Location:2008 Annual Report
1a. Objectives (from AD-416)
Objective 1: Identify adipose tissue genes and physiological pathways underlying variation in seasonal infertility in swine. Sub-objective 1.A: Identify physiological pathways that underlie the relationship between reproductive losses due to seasonal infertility. Sub-objective 1.B: Identify changes in adipose tissue gene expression underlying variation in seasonal infertility in swine. Objective 2: Define physiological factors contributing to gastrointestinal-microbial population and immune function that are associated with seasonal infertility in sows. Sub-objective 2.A: Identify microbial popoulation changes and sensitivity to antimicrobials associated with seasonal infertility. Sub-objective 2.B: Characterize functional changes in systemic and tissue level inflammatory and immune cells that are associated with seasonal infertility in the sow. Objective 3: Determine if a relationship exists between reproductive losses due to seasonal infertility and adipocyte function, metabolism and uterine function. Sub-objective 3.A: Identify genes that are related to physiological pathways that are associated with seasonal infertility and associated adipocyte function and metabolism. Sub-objective 3.B: Identify genes that are related to physiological pathways that are associated with seasonal infertility and pregnancy failure.

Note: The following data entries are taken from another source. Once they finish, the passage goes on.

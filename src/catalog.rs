/*
 * src/catalog.rs
 * 国旗データ (こくき) を管理するモジュール
 */

use std::borrow::Cow;
use std::fmt;
use std::fs::File;
use std::io::BufReader;
use std::path::Path;

use clap::ValueEnum;
use serde::{Deserialize, Serialize};

use crate::error::ConfigError;

/// むずかしさ。国のタグとプロファイルのキーの両方に使う
#[derive(
    Debug, Clone, Copy, PartialEq, Eq, Hash, PartialOrd, Ord, Serialize, Deserialize, ValueEnum,
)]
#[serde(rename_all = "lowercase")]
pub enum Difficulty {
    Easy,
    Medium,
    Hard,
}

impl Difficulty {
    pub const ALL: [Difficulty; 3] = [Difficulty::Easy, Difficulty::Medium, Difficulty::Hard];

    /// メニューに表示する名前
    pub fn label(self) -> &'static str {
        match self {
            Difficulty::Easy => "かんたん",
            Difficulty::Medium => "ふつう",
            Difficulty::Hard => "むずかしい",
        }
    }
}

impl fmt::Display for Difficulty {
    fn fmt(&self, f: &mut fmt::Formatter<'_>) -> fmt::Result {
        let s = match self {
            Difficulty::Easy => "easy",
            Difficulty::Medium => "medium",
            Difficulty::Hard => "hard",
        };
        f.write_str(s)
    }
}

/// 1つのお題 (国旗 + 正解の名前 + むずかしさ)
#[derive(Debug, Clone, PartialEq, Eq, Serialize, Deserialize)]
pub struct Country {
    pub flag: Cow<'static, str>, // 表示用 (絵文字の国旗)
    pub name: Cow<'static, str>, // 正解の名前 (ひらがな)
    pub difficulty: Difficulty,
}

const fn country(flag: &'static str, name: &'static str, difficulty: Difficulty) -> Country {
    Country {
        flag: Cow::Borrowed(flag),
        name: Cow::Borrowed(name),
        difficulty,
    }
}

use Difficulty::{Easy, Hard, Medium};

/// 組み込みの国リスト (むずかしさ順)
pub const COUNTRIES: &[Country] = &[
    // かんたん
    country("🇯🇵", "にほん", Easy),
    country("🇺🇸", "アメリカ", Easy),
    country("🇨🇳", "ちゅうごく", Easy),
    country("🇰🇷", "かんこく", Easy),
    country("🇫🇷", "フランス", Easy),
    country("🇬🇧", "イギリス", Easy),
    country("🇮🇹", "イタリア", Easy),
    country("🇩🇪", "ドイツ", Easy),
    country("🇧🇷", "ブラジル", Easy),
    country("🇨🇦", "カナダ", Easy),

    // ふつう
    country("🇦🇺", "オーストラリア", Medium),
    country("🇪🇸", "スペイン", Medium),
    country("🇮🇳", "インド", Medium),
    country("🇷🇺", "ロシア", Medium),
    country("🇲🇽", "メキシコ", Medium),
    country("🇹🇭", "タイ", Medium),
    country("🇨🇭", "スイス", Medium),
    country("🇪🇬", "エジプト", Medium),
    country("🇦🇷", "アルゼンチン", Medium),
    country("🇳🇿", "ニュージーランド", Medium),

    // むずかしい
    country("🇸🇪", "スウェーデン", Hard),
    country("🇳🇴", "ノルウェー", Hard),
    country("🇫🇮", "フィンランド", Hard),
    country("🇵🇹", "ポルトガル", Hard),
    country("🇬🇷", "ギリシャ", Hard),
    country("🇹🇷", "トルコ", Hard),
    country("🇻🇳", "ベトナム", Hard),
    country("🇰🇪", "ケニア", Hard),
    country("🇵🇪", "ペルー", Hard),
    country("🇲🇳", "モンゴル", Hard),
    country("🇯🇲", "ジャマイカ", Hard),
    country("🇮🇸", "アイスランド", Hard),
];

/// 読み取り専用の国リスト
#[derive(Debug, Clone)]
pub struct Catalog {
    countries: Vec<Country>,
}

impl Default for Catalog {
    /// 組み込みリストを使う
    fn default() -> Self {
        Self::new(COUNTRIES.to_vec())
    }
}

impl Catalog {
    pub fn new(countries: Vec<Country>) -> Self {
        Self { countries }
    }

    /// MARK:JSONファイルから読み込む
    /// 形式: `[{"flag": "🇯🇵", "name": "にほん", "difficulty": "easy"}, ...]`
    pub fn load(path: &Path) -> Result<Self, ConfigError> {
        let file = File::open(path).map_err(|source| ConfigError::Io {
            path: path.to_path_buf(),
            source,
        })?;
        let countries: Vec<Country> =
            serde_json::from_reader(BufReader::new(file)).map_err(|source| ConfigError::Json {
                path: path.to_path_buf(),
                source,
            })?;
        log::info!("loaded {} countries from {}", countries.len(), path.display());
        Ok(Self::new(countries))
    }

    pub fn countries(&self) -> &[Country] {
        &self.countries
    }
}

#[cfg(test)]
mod tests {
    use super::*;
    use std::collections::HashSet;
    use std::io::Write;

    #[test]
    fn builtin_names_are_unique() {
        let names: HashSet<_> = COUNTRIES.iter().map(|c| &c.name).collect();
        assert_eq!(names.len(), COUNTRIES.len());
    }

    #[test]
    fn builtin_has_every_difficulty() {
        for d in Difficulty::ALL {
            assert!(COUNTRIES.iter().any(|c| c.difficulty == d), "no {d} countries");
        }
    }

    #[test]
    fn load_reads_json_array() {
        let mut file = tempfile::NamedTempFile::new().unwrap();
        write!(
            file,
            r#"[{{"flag":"🇯🇵","name":"にほん","difficulty":"easy"}},
                {{"flag":"🇸🇪","name":"スウェーデン","difficulty":"hard"}}]"#
        )
        .unwrap();

        let catalog = Catalog::load(file.path()).unwrap();

        assert_eq!(catalog.countries().len(), 2);
        assert_eq!(catalog.countries()[0].name, "にほん");
        assert_eq!(catalog.countries()[1].difficulty, Difficulty::Hard);
    }

    #[test]
    fn load_rejects_unknown_difficulty() {
        let mut file = tempfile::NamedTempFile::new().unwrap();
        write!(file, r#"[{{"flag":"🇯🇵","name":"にほん","difficulty":"extreme"}}]"#).unwrap();

        let err = Catalog::load(file.path()).unwrap_err();

        assert!(matches!(err, ConfigError::Json { .. }));
    }

    #[test]
    fn load_reports_missing_file() {
        let err = Catalog::load(Path::new("/definitely/not/here.json")).unwrap_err();
        assert!(matches!(err, ConfigError::Io { .. }));
    }
}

1b. Approach (from AD-416)
Seasonal infertility is proposed to be due to many stressors such as social environment, management, nutrition, thermal environment, and photoperiod. These factors affect neuroendocrine function of the sow, resulting in reduced fertility. It is well established that level of nutrition during lactation affects body condition and weaning-to-estrus interval. A manifestation of these stressors is an alteration in metabolic mass, a reduction in food intake and its correlated metabolic rate, which may be the triggering mechanism. Thus, seasonal infertility may also in part be due to reduced body fat and altered adipocyte function and secretion of regulatory proteins. An integrated and multidisciplinary approach, combining microarray technology with the study of endocrinology, adipocyte function, immune function and gastrointestinal microbial ecology in order to elucidate the mechanisms that contribute to seasonal infertility in the sow. This systems approach will provide an unprecedented opportunity to identify important genes and gene interactions and physiological pathways contributing to variation in seasonal fertility.
3. Progress Report
This research is relevant to Animal Production National Program (NP 101) Action Plan: Component 1: Understanding, Improving, and Effectively Using Animal Genetic and Genomic Resources and Component 2: Enhancing Animal Adaptation, Well-Being and Efficiency in Diverse Projection Systems. Data, tissue and blood samples were collected from four groups of multiparous sow farrowing in the winter (December-March) and are currently being collected from the sows farrowing in the summer (June-September) and samples are currently being analyzed.
5. Significant Activities that Support Special Target Populations
Barb, C.R., Hausman, G.J., Lents, C.A. 2008. Energy Metabolism and Leptin: Effects on Neuroendocrine Regulation of Reproduction in the Gilt and Sow. Reproduction of Domestic Animals. V.43(Suppl.2):324-330.